We are in lockdown anyway, so you should not be mixing with anyone for the next 4 weeks regardless.

woodlandwalker · 06/11/2020 09:18

Surely music and toddler groups are breaking lockdown rules? Nothing like that should be happening and if it is you should not go.

Meeting just your mum outdoors at a distance should be okay.

CrotchetyQuaver · 06/11/2020 09:20

I think YABU and should wind back as a minimum. If it's not outside then don't do it. I think this wave is likely going to be harder to deal with even if less people appear to be dying. Nobody really knows what's going to happen so if we prepare for the worst then hopefully it won't be that bad.

oo0Tinkerbell0oo · 06/11/2020 09:20

I wouldn't feel bad if nothing you are doing is against the guidelines.
In my place of work if one of my colleagues tested positive as long as i wore PPE while working alongside this person then i am deemed safe and in no need of isolating or a test which i find ridiculous.

myhobbyisouting · 06/11/2020 09:35

Toddler and music classes should not be running.

Your husband is right. See your mum for a walk but the rest is unnecessary

saywhatwhatnow · 06/11/2020 09:38

Sorry should've said I won't be meeting anyone indoors obviously, and I'm not booked on to any classes anyway.

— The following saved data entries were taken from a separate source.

//! Conversation persistence
//!
//! [`ConversationStore`] keeps the full message history of each
//! (user, conversation) pair in the key-value store, with a per-user index
//! of conversation ids.
//!
//! ```no_run
//! use ouroboros_cache::{ConversationStore, RedisConfig, RedisStore};
//! use serde_json::json;
//! use std::sync::Arc;
//!
//! # async fn example() -> anyhow::Result<()> {
//! let store = Arc::new(RedisStore::connect(RedisConfig::default()).await?);
//! let conversations = ConversationStore::new(store);
//!
//! conversations
//!     .save("u1", "c1", &[json!({"role": "user", "text": "hi"})])
//!     .await;
//! if let Some(record) = conversations.load("u1", "c1").await {
//!     println!("{} messages", record.messages.len());
//! }
//! # Ok(())
//! # }
//! ```

pub mod record;
pub mod store;

pub use record::ConversationRecord;
pub use store::{index_key, record_key, ConversationStore};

I would just like to take the kids to the park and chat to a friend there. Which is legally ok. But I understand everyone's points.

@oo0Tinkerbell0oo yes similar for him. As long as socially distance (1m for less than 60s or 2m for 5mins I think) and wearing masks then legally its ok to carry on as normal despite positive tests.

OP posts:
saywhatwhatnow · 06/11/2020 09:48

I guess my fear is that people keep getting positive tests at his workplace over the winter, and he still doesn't want us to socialise at all (according to the law obviously). I'm not sure I'll cope very well. I am considering putting DS1 in nursery just so he can socialise.

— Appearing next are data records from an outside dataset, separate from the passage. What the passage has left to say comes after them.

//! Redis connection management
//!
//! [`RedisStore`] implements [`KeyValueStore`] on top of a single multiplexed
//! async connection. The connection is opened lazily, shared by every caller
//! and dropped after a failure so that the next call reconnects. Each
//! operation, connecting included, is bounded by the configured timeout;
//! nothing blocks past it and nothing retries in the background.

use crate::error::{CacheError, Result};
use crate::kv::{human_bytes, KeyValueStore, ServerInfo};
use async_trait::async_trait;
use redis::aio::MultiplexedConnection;
use redis::AsyncCommands;
use std::collections::HashMap;
use std::future::Future;
use std::sync::{Mutex as StdMutex, MutexGuard, PoisonError};
use std::time::Duration;
use tokio::sync::Mutex;
use tokio::time::Instant;
use tracing::{debug, info, warn};

/// Connection settings for [`RedisStore`]
#[derive(Debug, Clone)]
pub struct RedisConfig {
    /// Connection URL, `redis://[:password@]host:port/db`
    pub url: String,

    /// Upper bound for connecting and for every single command
    pub timeout: Duration,

    /// PING latency above which the store is reported as degraded
    pub degraded_threshold_ms: u64,
}

impl Default for RedisConfig {
    fn default() -> Self {
        Self {
            url: "redis://localhost:6379/0".to_string(),
            timeout: Duration::from_secs(3),
            degraded_threshold_ms: 1000,
        }
    }
}

impl RedisConfig {
    /// Configuration for the given URL with default timeouts
    pub fn new(url: impl Into<String>) -> Self {
        Self {
            url: url.into(),
            ..Default::default()
        }
    }

    /// Build the URL from its parts
    pub fn from_parts(host: &str, port: u16, db: u32, password: Option<&str>) -> Self {
        let auth = match password {
            Some(p) if !p.is_empty() => format!(":{}@", p),
            _ => String::new(),
        };
        Self::new(format!("redis://{}{}:{}/{}", auth, host, port, db))
    }

    /// Load settings from the environment (and `.env`, if present).
    ///
    /// `REDIS_URL` wins when set; otherwise the URL is assembled from
    /// `REDIS_HOST`, `REDIS_PORT`, `REDIS_DB` and `REDIS_PASSWORD`.
    /// `REDIS_TIMEOUT` is in seconds.
    pub fn from_env() -> Result<Self> {
        dotenv::dotenv().ok();

        let mut config = match std::env::var("REDIS_URL") {
            Ok(url) => Self::new(url),
            Err(_) => {
                let host = std::env::var("REDIS_HOST").unwrap_or_else(|_| "localhost".to_string());
                let port = env_number("REDIS_PORT", 6379u16)?;
                let db = env_number("REDIS_DB", 0u32)?;
                let password = std::env::var("REDIS_PASSWORD").ok();
                Self::from_parts(&host, port, db, password.as_deref())
            }
        };

        let timeout_secs = env_number("REDIS_TIMEOUT", config.timeout.as_secs_f64())?;
        config.timeout = Duration::from_secs_f64(timeout_secs);

        config.validate()?;
        Ok(config)
    }

    /// Validate the configuration
    pub fn validate(&self) -> Result<()> {
        if !(self.url.starts_with("redis://")
            || self.url.starts_with("rediss://")
            || self.url.starts_with("unix://")
            || self.url.starts_with("redis+unix://"))
        {
            return Err(CacheError::ConfigError(format!(
                "unsupported Redis URL scheme: {}",
                redact(&self.url)
            )));
        }
        if self.timeout.is_zero() {
            return Err(CacheError::ConfigError(
                "timeout must be greater than 0".to_string(),
            ));
        }
        Ok(())
    }
}

fn env_number<T: std::str::FromStr>(name: &str, default: T) -> Result<T> {
    match std::env::var(name) {
        Ok(raw) => raw
            .trim()
            .parse()
            .map_err(|_| CacheError::ConfigError(format!("{} is not a valid number: {}", name, raw))),
        Err(_) => Ok(default),
    }
}

/// Hide the password part of a connection URL for logging
fn redact(url: &str) -> String {
    match (url.find("://"), url.rfind('@')) {
        (Some(scheme_end), Some(at)) if at > scheme_end => {
            format!("{}://***@{}", &url[..scheme_end], &url[at + 1..])
        }
        _ => url.to_string(),
    }
}

/// Redis-backed [`KeyValueStore`]
pub struct RedisStore {
    client: redis::Client,
    config: RedisConfig,
    conn: StdMutex<Option<MultiplexedConnection>>,
    // Held while a connection is being opened, so only one attempt runs
    connecting: Mutex<()>,
}

impl RedisStore {
    /// Open a client and verify the server answers PING.
    ///
    /// # Example
    /// ```no_run
    /// use ouroboros_cache::{KeyValueStore, RedisConfig, RedisStore};
    ///
    /// #[tokio::main]
    /// async fn main() -> anyhow::Result<()> {
    ///     let store = RedisStore::connect(RedisConfig::new("redis://localhost:6379/0")).await?;
    ///     assert!(store.is_connected().await);
    ///     Ok(())
    /// }
    /// ```
    pub async fn connect(config: RedisConfig) -> Result<Self> {
        let store = Self::open(config)?;
        store.ping().await.map_err(|e| {
            CacheError::ConnectionError(format!(
                "Redis at {} did not answer: {}",
                redact(&store.config.url),
                e
            ))
        })?;
        info!("Successfully connected to Redis at {}", redact(&store.config.url));
        Ok(store)
    }

    /// Create a client without touching the network.
    ///
    /// The first command opens the connection. Use this when the service must
    /// start even while Redis is down; every cache call then degrades until
    /// the server comes back.
    pub fn open(config: RedisConfig) -> Result<Self> {
        config.validate()?;
        let client = redis::Client::open(config.url.as_str())
            .map_err(|e| CacheError::ConfigError(format!("invalid Redis URL: {}", e)))?;

        debug!("Created Redis client for {}", redact(&config.url));

        Ok(Self {
            client,
            config,
            conn: StdMutex::new(None),
            connecting: Mutex::new(()),
        })
    }

    /// Get the current configuration
    pub fn config(&self) -> &RedisConfig {
        &self.config
    }

    fn slot(&self) -> MutexGuard<'_, Option<MultiplexedConnection>> {
        self.conn.lock().unwrap_or_else(PoisonError::into_inner)
    }

    /// Shared connection, opened on first use or after a failure.
    ///
    /// Not bounded by itself; callers apply their deadline.
    async fn connection(&self) -> Result<MultiplexedConnection> {
        let cached = self.slot().clone();
        if let Some(conn) = cached {
            return Ok(conn);
        }

        let _gate = self.connecting.lock().await;
        // Another caller may have connected while we waited
        let cached = self.slot().clone();
        if let Some(conn) = cached {
            return Ok(conn);
        }

        debug!("Opening Redis connection to {}", redact(&self.config.url));
        let conn = self
            .client
            .get_multiplexed_async_connection()
            .await
            .map_err(|e| CacheError::ConnectionError(format!("Redis connection error: {}", e)))?;

        *self.slot() = Some(conn.clone());
        Ok(conn)
    }

    /// Forget the shared connection so the next call reconnects.
    fn reset(&self) {
        if self.slot().take().is_some() {
            warn!("Dropped Redis connection after a failure; will reconnect on next use");
        }
    }

    fn timeout_error(&self, context: &str) -> CacheError {
        CacheError::TimeoutError {
            timeout_ms: self.config.timeout.as_millis() as u64,
            context: context.to_string(),
        }
    }

    /// Run one command under a single deadline that covers waiting for the
    /// connection, connecting and the command itself. The connection is
    /// dropped after an I/O failure or a timeout.
    async fn run<T, F, Fut>(&self, context: &str, op: F) -> Result<T>
    where
        F: FnOnce(MultiplexedConnection) -> Fut,
        Fut: Future<Output = redis::RedisResult<T>>,
    {
        let deadline = Instant::now() + self.config.timeout;

        let conn = match tokio::time::timeout_at(deadline, self.connection()).await {
            Ok(Ok(conn)) => conn,
            Ok(Err(e)) => {
                self.reset();
                return Err(e);
            }
            Err(_) => {
                debug!("Redis {} timed out waiting for a connection", context);
                return Err(self.timeout_error(context));
            }
        };

        match tokio::time::timeout_at(deadline, op(conn)).await {
            Ok(Ok(value)) => Ok(value),
            Ok(Err(e)) => {
                debug!("Redis {} failed: {}", context, e);
                if e.is_io_error() || e.is_connection_dropped() {
                    self.reset();
                }
                Err(CacheError::DriverError(e))
            }
            Err(_) => {
                self.reset();
                Err(self.timeout_error(context))
            }
        }
    }
}

#[async_trait]
impl KeyValueStore for RedisStore {
    async fn ping(&self) -> Result<()> {
        let pong: String = self
            .run("PING", |mut conn| async move {
                redis::cmd("PING").query_async(&mut conn).await
            })
            .await?;
        if pong == "PONG" {
            Ok(())
        } else {
            Err(CacheError::ConnectionError(format!(
                "unexpected PING reply: {}",
                pong
            )))
        }
    }

    async fn get(&self, key: &str) -> Result<Option<String>> {
        self.run("GET", |mut conn| async move { conn.get(key).await })
            .await
    }

    async fn set(&self, key: &str, value: &str) -> Result<()> {
        self.run("SET", |mut conn| async move {
            conn.set::<_, _, ()>(key, value).await
        })
        .await
    }

    async fn set_with_ttl(&self, key: &str, value: &str, ttl_secs: u64) -> Result<()> {
        self.run("SETEX", |mut conn| async move {
            redis::cmd("SETEX")
                .arg(key)
                .arg(ttl_secs)
                .arg(value)
                .query_async::<()>(&mut conn)
                .await
        })
        .await
    }

    async fn delete(&self, key: &str) -> Result<bool> {
        let removed: u64 = self
            .run("DEL", |mut conn| async move { conn.del(key).await })
            .await?;
        Ok(removed > 0)
    }

    async fn delete_many(&self, keys: &[String]) -> Result<u64> {
        let mut removed = 0;
        // Batches keep single DEL commands small
        for chunk in keys.chunks(100) {
            removed += self
                .run("DEL", |mut conn| async move { conn.del::<_, u64>(chunk).await })
                .await?;
        }
        Ok(removed)
    }

    async fn exists(&self, key: &str) -> Result<bool> {
        self.run("EXISTS", |mut conn| async move { conn.exists(key).await })
            .await
    }

    async fn expire(&self, key: &str, ttl_secs: u64) -> Result<bool> {
        self.run("EXPIRE", |mut conn| async move {
            redis::cmd("EXPIRE")
                .arg(key)
                .arg(ttl_secs)
                .query_async::<bool>(&mut conn)
                .await
        })
        .await
    }

    async fn keys_matching(&self, pattern: &str) -> Result<Vec<String>> {
        // Incremental SCAN rather than KEYS so the server is never blocked
        let mut keys: Vec<String> = Vec::new();
        let mut cursor: u64 = 0;
        loop {
            let (next_cursor, batch): (u64, Vec<String>) = self
                .run("SCAN", |mut conn| async move {
                    redis::cmd("SCAN")
                        .arg(cursor)
                        .arg("MATCH")
                        .arg(pattern)
                        .arg("COUNT")
                        .arg(100)
                        .query_async(&mut conn)
                        .await
                })
                .await?;
            keys.extend(batch);
            cursor = next_cursor;
            if cursor == 0 {
                break;
            }
        }
        // SCAN may report a key more than once
        keys.sort();
        keys.dedup();
        Ok(keys)
    }

    async fn set_add(&self, key: &str, member: &str) -> Result<bool> {
        let added: u64 = self
            .run("SADD", |mut conn| async move { conn.sadd(key, member).await })
            .await?;
        Ok(added > 0)
    }

    async fn set_remove(&self, key: &str, member: &str) -> Result<bool> {
        let removed: u64 = self
            .run("SREM", |mut conn| async move { conn.srem(key, member).await })
            .await?;
        Ok(removed > 0)
    }

    async fn set_members(&self, key: &str) -> Result<Vec<String>> {
        self.run("SMEMBERS", |mut conn| async move { conn.smembers(key).await })
            .await
    }

    async fn flush_database(&self) -> Result<()> {
        warn!("Flushing the entire Redis database at {}", redact(&self.config.url));
        self.run("FLUSHDB", |mut conn| async move {
            redis::cmd("FLUSHDB").query_async::<()>(&mut conn).await
        })
        .await
    }

    async fn server_info(&self) -> Result<ServerInfo> {
        let raw: String = self
            .run("INFO", |mut conn| async move {
                redis::cmd("INFO").query_async(&mut conn).await
            })
            .await?;
        let total_keys: u64 = self
            .run("DBSIZE", |mut conn| async move {
                redis::cmd("DBSIZE").query_async(&mut conn).await
            })
            .await?;

        Ok(parse_server_info(&raw, total_keys))
    }
}

/// Parse the `key:value` lines of an `INFO` reply.
fn parse_server_info(raw: &str, total_keys: u64) -> ServerInfo {
    let fields: HashMap<&str, &str> = raw
        .lines()
        .filter(|line| !line.starts_with('#'))
        .filter_map(|line| line.split_once(':'))
        .map(|(k, v)| (k.trim(), v.trim()))
        .collect();

    let number = |name: &str| -> u64 {
        fields
            .get(name)
            .and_then(|v| v.parse().ok())
            .unwrap_or(0)
    };

    let used_memory_bytes = number("used_memory");
    let used_memory_human = fields
        .get("used_memory_human")
        .map(|v| v.to_string())
        .unwrap_or_else(|| human_bytes(used_memory_bytes));

    ServerInfo {
        total_keys,
        used_memory_bytes,
        used_memory_human,
        uptime_seconds: number("uptime_in_seconds"),
        total_connections: number("total_connections_received"),
        connected_clients: number("connected_clients"),
    }
}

I know people have it much much worse than me at the moment, and I'm very lucky but I still feel a bit rubbish about this prospect.

OP posts:
wobblywindows · 06/11/2020 11:00

You said it yourself DH needs to isolate and get tested himself

I would assume he has already been infected, and I would isolate as far as practicable for the next 14 days, and review the situation then. 14 days isn't forever. Everyone at his work should take extra precautions - like wear a mask if they don't already - because the virus will be in the air at work if its not ventilated.

What about self-isolate do you not understand?

Sparklfairy · 06/11/2020 11:09

It's really stupid. My DM went on holiday (I know Hmm ) so I looked after her cat. She had to quarantine for two weeks afterwards. I had to decide whether to go home the night before she came back, or stay for the extra two weeks.

I decided to stay. Then on closer inspection of the guidelines, found I was allowed to carry on and go out as normal, even though DM was quarantined and could easily have it from the plane, airport or hotel. Even worse if it was a boyfriend that had been away - we could shag like rabbits on his return, I catch it and go out and spread it, making it pointless for him to be in quarantine. Fwiw I didn't go out, she's too rural and I don't drive and wasn't going to get public transport. It didn't seem worth it in case I picked it up and spread it in the community. No real advice, just saying the system doesn't seem to work or be logical or consistent!

ShowingOut · 06/11/2020 11:13

They did not catch it from work.

How can you possibly know that?

And, if you want to ignore what your "stressed, anxious" DH has asked you to do, I would say that you're not actually supporting him "as best you can" Hmm

saywhatwhatnow · 06/11/2020 11:26

@wobblywindows sorry I meant 'no need to self isolate or test'.

OP posts:
wobblywindows · 06/11/2020 12:19

ah ok, just seen your update OP, (no need to self-isolate or test)

I would still assume he's been infected. Count 5 full days from when he was exposed at work (sounds dreadfully rude) and be extra watchful for those 5 days - sore throat, anything like that.

That's really the minimum time an infection would take to show. If you can keep it together for those 5 days maybe your DH will feel more comfortable with your support and better able to get his head round the situation. I'd be very stressed to find 2 of my work colleagues went down with it, and worrying I might be next.